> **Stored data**

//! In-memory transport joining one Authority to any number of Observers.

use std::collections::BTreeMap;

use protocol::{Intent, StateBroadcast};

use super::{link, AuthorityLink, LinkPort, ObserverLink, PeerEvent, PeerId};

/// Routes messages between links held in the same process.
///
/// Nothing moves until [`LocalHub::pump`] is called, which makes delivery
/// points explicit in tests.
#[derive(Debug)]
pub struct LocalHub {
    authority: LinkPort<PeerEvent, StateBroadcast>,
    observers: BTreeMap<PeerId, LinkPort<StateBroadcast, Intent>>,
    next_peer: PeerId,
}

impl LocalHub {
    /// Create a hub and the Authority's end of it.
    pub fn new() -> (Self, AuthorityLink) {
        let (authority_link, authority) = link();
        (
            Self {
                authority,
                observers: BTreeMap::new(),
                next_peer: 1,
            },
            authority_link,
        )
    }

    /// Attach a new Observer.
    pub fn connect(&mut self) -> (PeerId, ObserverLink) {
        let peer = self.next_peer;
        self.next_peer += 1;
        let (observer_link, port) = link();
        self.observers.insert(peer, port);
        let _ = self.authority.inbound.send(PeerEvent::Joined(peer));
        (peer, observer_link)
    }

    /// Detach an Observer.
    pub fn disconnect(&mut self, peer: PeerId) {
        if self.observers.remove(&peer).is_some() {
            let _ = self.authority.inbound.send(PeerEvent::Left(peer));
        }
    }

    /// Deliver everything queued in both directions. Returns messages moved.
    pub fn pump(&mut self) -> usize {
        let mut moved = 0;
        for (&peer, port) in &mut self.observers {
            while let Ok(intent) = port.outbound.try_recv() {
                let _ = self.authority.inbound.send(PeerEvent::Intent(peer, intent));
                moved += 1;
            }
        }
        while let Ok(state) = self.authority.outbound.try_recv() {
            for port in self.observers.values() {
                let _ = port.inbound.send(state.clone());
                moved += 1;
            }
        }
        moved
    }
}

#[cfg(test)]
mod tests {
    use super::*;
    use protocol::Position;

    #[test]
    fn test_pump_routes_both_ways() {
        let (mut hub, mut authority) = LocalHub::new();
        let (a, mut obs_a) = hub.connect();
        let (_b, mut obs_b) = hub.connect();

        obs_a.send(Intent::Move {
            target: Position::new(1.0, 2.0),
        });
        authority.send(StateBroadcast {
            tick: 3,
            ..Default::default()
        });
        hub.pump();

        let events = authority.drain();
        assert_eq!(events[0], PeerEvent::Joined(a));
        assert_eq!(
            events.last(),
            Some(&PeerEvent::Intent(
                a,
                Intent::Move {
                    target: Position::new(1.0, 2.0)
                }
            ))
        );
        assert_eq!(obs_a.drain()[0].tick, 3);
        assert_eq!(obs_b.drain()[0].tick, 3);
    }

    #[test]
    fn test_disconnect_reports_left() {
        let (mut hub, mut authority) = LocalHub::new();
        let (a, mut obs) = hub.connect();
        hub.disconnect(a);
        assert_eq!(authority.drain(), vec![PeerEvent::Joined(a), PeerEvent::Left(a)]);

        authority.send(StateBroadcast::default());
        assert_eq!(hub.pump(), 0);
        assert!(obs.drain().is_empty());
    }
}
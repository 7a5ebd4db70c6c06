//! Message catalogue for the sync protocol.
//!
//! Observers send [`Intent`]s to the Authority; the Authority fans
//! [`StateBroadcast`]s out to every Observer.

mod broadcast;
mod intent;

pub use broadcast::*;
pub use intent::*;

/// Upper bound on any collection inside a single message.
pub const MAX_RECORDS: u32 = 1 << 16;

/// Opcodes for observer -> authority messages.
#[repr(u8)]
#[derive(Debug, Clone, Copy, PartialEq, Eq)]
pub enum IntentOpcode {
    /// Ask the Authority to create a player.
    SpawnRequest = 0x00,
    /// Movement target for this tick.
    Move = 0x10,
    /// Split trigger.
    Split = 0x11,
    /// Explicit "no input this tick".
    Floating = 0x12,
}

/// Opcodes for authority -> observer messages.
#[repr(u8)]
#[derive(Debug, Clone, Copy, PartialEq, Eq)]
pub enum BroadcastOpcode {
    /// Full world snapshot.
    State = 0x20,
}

> **WORK REQUIRED**
Look through the data above. Each line containing the word "AuthorityLink" needs to be copied.

> **TASK SOLUTION**
use super::{link, AuthorityLink, LinkPort, ObserverLink, PeerEvent, PeerId};
    pub fn new() -> (Self, AuthorityLink) {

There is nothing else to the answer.